### YOUR GOAL
Within the entries below, find the portion that opens with the line containing "Edge weight abstraction." and closes with the line containing "for uniform sampling.". Retype that portion exactly and only.

### SUPPLIED ENTRIES
========

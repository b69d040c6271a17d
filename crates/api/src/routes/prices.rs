//! # 价格历史查询控制器
//!
//! 只读路径：从样本存储按单日窗口分页读取，绝不触碰行情源或通知层。

use axum::Json;
use axum::extract::{Path, Query, State};
use percent_encoding::{NON_ALPHANUMERIC, utf8_percent_encode};
use serde::Deserialize;
use utoipa::ToSchema;

use crate::error::ApiError;
use crate::server::AppState;
use crate::types::{NO_NEXT_PAGE, PagedPricesResponse, PriceRecord};
use kanshi_core::common::DateWindow;

/// 查询参数；`date` 必填，分页参数带默认值
#[derive(Deserialize, ToSchema)]
pub struct PricesQuery {
    pub date: Option<String>,
    pub offset: Option<i64>,
    pub limit: Option<i64>,
}

/// 默认页大小
const DEFAULT_LIMIT: i64 = 100;

/// 构建回显 date/offset/limit 的规范化查询 URL。
/// `coin` 来自路径段且可能含保留字符，回显前做百分号编码；
/// `date` 此时已通过 DD-MM-YYYY 解析，只含数字与连字符。
fn query_url(coin: &str, date: &str, offset: i64, limit: i64) -> String {
    let coin = utf8_percent_encode(coin, NON_ALPHANUMERIC);
    format!("/api/v1/prices/{coin}?date={date}&offset={offset}&limit={limit}")
}

/// 查询某币种在指定日期的价格样本（分页）
///
/// `count` 始终为窗口内匹配的真实总数；`next` 在还有下一页时
/// 把 offset 前移一页，否则为哨兵值 "N/A"。
/// `limit` 不设上限：调用方可以请求任意大的页，这是一个已知的
/// 资源耗尽风险，按约定不做静默截断。
#[utoipa::path(
    get,
    path = "/api/v1/prices/{coin}",
    tag = "价格 (Prices)",
    params(
        ("coin" = String, Path, description = "币种代码，精确匹配 (例如: BTC)"),
        ("date" = String, Query, description = "查询的日历日，DD-MM-YYYY"),
        ("offset" = Option<i64>, Query, description = "跳过的行数，默认 0"),
        ("limit" = Option<i64>, Query, description = "页大小，默认 100，无上限")
    ),
    responses(
        (status = 200, description = "分页样本列表", body = PagedPricesResponse),
        (status = 400, description = "date 缺失或不是合法的 DD-MM-YYYY 日期")
    )
)]
pub async fn get_prices(
    State(state): State<AppState>,
    Path(coin): Path<String>,
    Query(query): Query<PricesQuery>,
) -> Result<Json<PagedPricesResponse>, ApiError> {
    let date = query
        .date
        .as_deref()
        .ok_or_else(|| ApiError::BadRequest("date query parameter is required".to_string()))?;
    let window = DateWindow::parse(date)?;

    let offset = query.offset.unwrap_or(0);
    let limit = query.limit.unwrap_or(DEFAULT_LIMIT);
    if offset < 0 || limit < 0 {
        return Err(ApiError::BadRequest(
            "offset and limit must be non-negative".to_string(),
        ));
    }

    let page = state
        .price_store
        .query_window(&coin, &window, offset, limit)
        .await?;

    // offset/limit 无上限，求和可能溢出 i64：溢出的页必然越过末尾，按无下一页处理
    let next = match offset.checked_add(limit) {
        Some(end) if end < page.count => query_url(&coin, date, end, limit),
        _ => NO_NEXT_PAGE.to_string(),
    };

    Ok(Json(PagedPricesResponse {
        url: query_url(&coin, date, offset, limit),
        next,
        count: page.count,
        data: page.samples.iter().map(PriceRecord::from).collect(),
    }))
}
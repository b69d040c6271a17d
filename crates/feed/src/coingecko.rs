use async_trait::async_trait;
use kanshi_core::price::error::FeedError;
use kanshi_core::price::port::PriceFeed;
use reqwest::Client;
use rust_decimal::Decimal;
use serde::Deserialize;
use std::time::Duration;

/// CoinGecko 官方 API 基地址
pub const DEFAULT_BASE_URL: &str = "https://api.coingecko.com";

/// # Summary
/// CoinGecko 行情提供者实现。
///
/// # Invariants
/// - 使用 `reqwest` 异步客户端进行通讯，携带 10 秒有界超时。
/// - `base_url` 可替换，便于测试指向本地桩服务。
#[derive(Clone)]
pub struct CoinGeckoProvider {
    /// 内部使用的 HTTP 客户端
    client: Client,
    /// API 基地址（不含路径）
    base_url: String,
}

impl CoinGeckoProvider {
    /// # Summary
    /// 创建一个指向官方 API 的 CoinGeckoProvider 实例。
    ///
    /// # Logic
    /// 1. 配置 10 秒超时，保证采样周期不会被挂起的请求拖死。
    /// 2. 初始化 reqwest 客户端。
    ///
    /// # Arguments
    /// * None
    ///
    /// # Returns
    /// 初始化后的 CoinGeckoProvider，客户端构建失败时返回 FeedError。
    pub fn new() -> Result<Self, FeedError> {
        Self::with_base_url(DEFAULT_BASE_URL)
    }

    /// # Summary
    /// 创建指向指定基地址的实例（测试用本地桩服务）。
    ///
    /// # Arguments
    /// * `base_url`: API 基地址，例如 `http://127.0.0.1:9000`。
    ///
    /// # Returns
    /// 初始化后的 CoinGeckoProvider，客户端构建失败时返回 FeedError。
    pub fn with_base_url(base_url: impl Into<String>) -> Result<Self, FeedError> {
        let client = Client::builder()
            .timeout(Duration::from_secs(10))
            .build()
            .map_err(|e| FeedError::Unknown(format!("HTTP client build failed: {e}")))?;

        Ok(Self {
            client,
            base_url: base_url.into(),
        })
    }

    /// # Summary
    /// 将币种代码映射为 CoinGecko 的 coin id。
    ///
    /// # Logic
    /// 常见币种走内置映射表，其余按小写代码直接透传。
    ///
    /// # Arguments
    /// * `coin`: 币种代码 (例如: BTC)。
    ///
    /// # Returns
    /// CoinGecko coin id (例如: bitcoin)。
    fn coin_id(coin: &str) -> String {
        match coin.to_ascii_uppercase().as_str() {
            "BTC" => "bitcoin".to_string(),
            "ETH" => "ethereum".to_string(),
            "SOL" => "solana".to_string(),
            "DOGE" => "dogecoin".to_string(),
            other => other.to_ascii_lowercase(),
        }
    }
}

/// # Summary
/// CoinGecko `/coins/{id}` 响应顶层结构。
///
/// # Invariants
/// - 仅反序列化 market_data 分支，其余字段忽略。
#[derive(Deserialize, Debug)]
struct CoinResponse {
    market_data: MarketData,
}

/// # Summary
/// CoinGecko 行情数据部分。
#[derive(Deserialize, Debug)]
struct MarketData {
    current_price: CurrentPrice,
}

/// # Summary
/// 各法币计价的当前价格，仅取 USD。
#[derive(Deserialize, Debug)]
struct CurrentPrice {
    usd: Decimal,
}

#[async_trait]
impl PriceFeed for CoinGeckoProvider {
    /// # Summary
    /// 从 CoinGecko 抓取币种当前美元价格。
    ///
    /// # Logic
    /// 1. 将币种代码映射为 coin id 并构建 `/api/v3/coins/{id}` URL。
    /// 2. 关闭 localization/tickers/community/developer/sparkline 分支减小响应体。
    /// 3. 发起异步请求并解析嵌套 JSON，提取 `market_data.current_price.usd`。
    ///
    /// # Arguments
    /// * `coin`: 币种代码 (例如: BTC)。
    ///
    /// # Returns
    /// 成功返回当前价格，失败返回 FeedError。
    async fn current_price(&self, coin: &str) -> Result<Decimal, FeedError> {
        let url = format!("{}/api/v3/coins/{}", self.base_url, Self::coin_id(coin));

        let resp = self
            .client
            .get(&url)
            .query(&[
                ("localization", "false"),
                ("tickers", "false"),
                ("market_data", "true"),
                ("community_data", "false"),
                ("developer_data", "false"),
                ("sparkline", "false"),
            ])
            .send()
            .await
            .map_err(|e| FeedError::Network(e.to_string()))?;

        if resp.status() == reqwest::StatusCode::NOT_FOUND {
            return Err(FeedError::NotFound(coin.to_string()));
        }
        if !resp.status().is_success() {
            return Err(FeedError::Network(format!("HTTP {}", resp.status())));
        }

        let json: CoinResponse = resp
            .json()
            .await
            .map_err(|e| FeedError::Parse(e.to_string()))?;

        Ok(json.market_data.current_price.usd)
    }
}
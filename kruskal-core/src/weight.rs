//! Edge weight abstraction.
//!
//! Kruskal only needs to order weights and add them up. Integers already have
//! a total order; floats are ordered with IEEE 754 `totalOrder` after mapping
//! `-0.0` to `0.0`, and NaN or infinite values are rejected before sorting so
//! that ordering never has to interpret them.

use std::{cmp::Ordering, fmt};

use num_traits::{CheckedAdd, Zero};

/// A numeric type usable as an edge weight.
///
/// The zero value seeds the running total and [`Weight::checked_add`]
/// accumulates accepted weights, so a tree whose total does not fit the type
/// is reported instead of wrapping.
pub trait Weight: Copy + fmt::Debug + Zero {
    /// Total order used to sort edges. Values that are numerically equal
    /// compare equal.
    fn weight_cmp(&self, other: &Self) -> Ordering;

    /// Returns `false` for values that must not enter the sort.
    fn is_valid(&self) -> bool;

    /// Returns `self + other`, or `None` when the sum overflows (integers) or
    /// is not finite (floats).
    fn checked_add(self, other: Self) -> Option<Self>;

    /// Returns `false` when `high - low` cannot be represented, which rules
    /// the range out for uniform sampling.
    fn has_finite_span(self, _high: Self) -> bool {
        true
    }
}

macro_rules! impl_integer_weight {
    ($($ty:ty),+ $(,)?) => {
        $(
            impl Weight for $ty {
                #[inline]
                fn weight_cmp(&self, other: &Self) -> Ordering {
                    self.cmp(other)
                }

                #[inline]
                fn is_valid(&self) -> bool {
                    true
                }

                #[inline]
                fn checked_add(self, other: Self) -> Option<Self> {
                    CheckedAdd::checked_add(&self, &other)
                }
            }
        )+
    };
}

macro_rules! impl_float_weight {
    ($($ty:ty),+ $(,)?) => {
        $(
            impl Weight for $ty {
                #[inline]
                fn weight_cmp(&self, other: &Self) -> Ordering {
                    // Adding zero turns -0.0 into 0.0 so signed zeros tie.
                    (*self + 0.0).total_cmp(&(*other + 0.0))
                }

                #[inline]
                fn is_valid(&self) -> bool {
                    self.is_finite()
                }

                #[inline]
                fn checked_add(self, other: Self) -> Option<Self> {
                    let sum = self + other;
                    sum.is_finite().then_some(sum)
                }

                #[inline]
                fn has_finite_span(self, high: Self) -> bool {
                    (high - self).is_finite()
                }
            }
        )+
    };
}

impl_integer_weight!(i8, i16, i32, i64, i128, isize, u8, u16, u32, u64, u128, usize);
impl_float_weight!(f32, f64);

========

### EXERCISE RESPONSE
//! Edge weight abstraction.
//!
//! Kruskal only needs to order weights and add them up. Integers already have
//! a total order; floats are ordered with IEEE 754 `totalOrder` after mapping
//! `-0.0` to `0.0`, and NaN or infinite values are rejected before sorting so
//! that ordering never has to interpret them.

use std::{cmp::Ordering, fmt};

use num_traits::{CheckedAdd, Zero};

/// A numeric type usable as an edge weight.
///
/// The zero value seeds the running total and [`Weight::checked_add`]
/// accumulates accepted weights, so a tree whose total does not fit the type
/// is reported instead of wrapping.
pub trait Weight: Copy + fmt::Debug + Zero {
    /// Total order used to sort edges. Values that are numerically equal
    /// compare equal.
    fn weight_cmp(&self, other: &Self) -> Ordering;

    /// Returns `false` for values that must not enter the sort.
    fn is_valid(&self) -> bool;

    /// Returns `self + other`, or `None` when the sum overflows (integers) or
    /// is not finite (floats).
    fn checked_add(self, other: Self) -> Option<Self>;

    /// Returns `false` when `high - low` cannot be represented, which rules
    /// the range out for uniform sampling.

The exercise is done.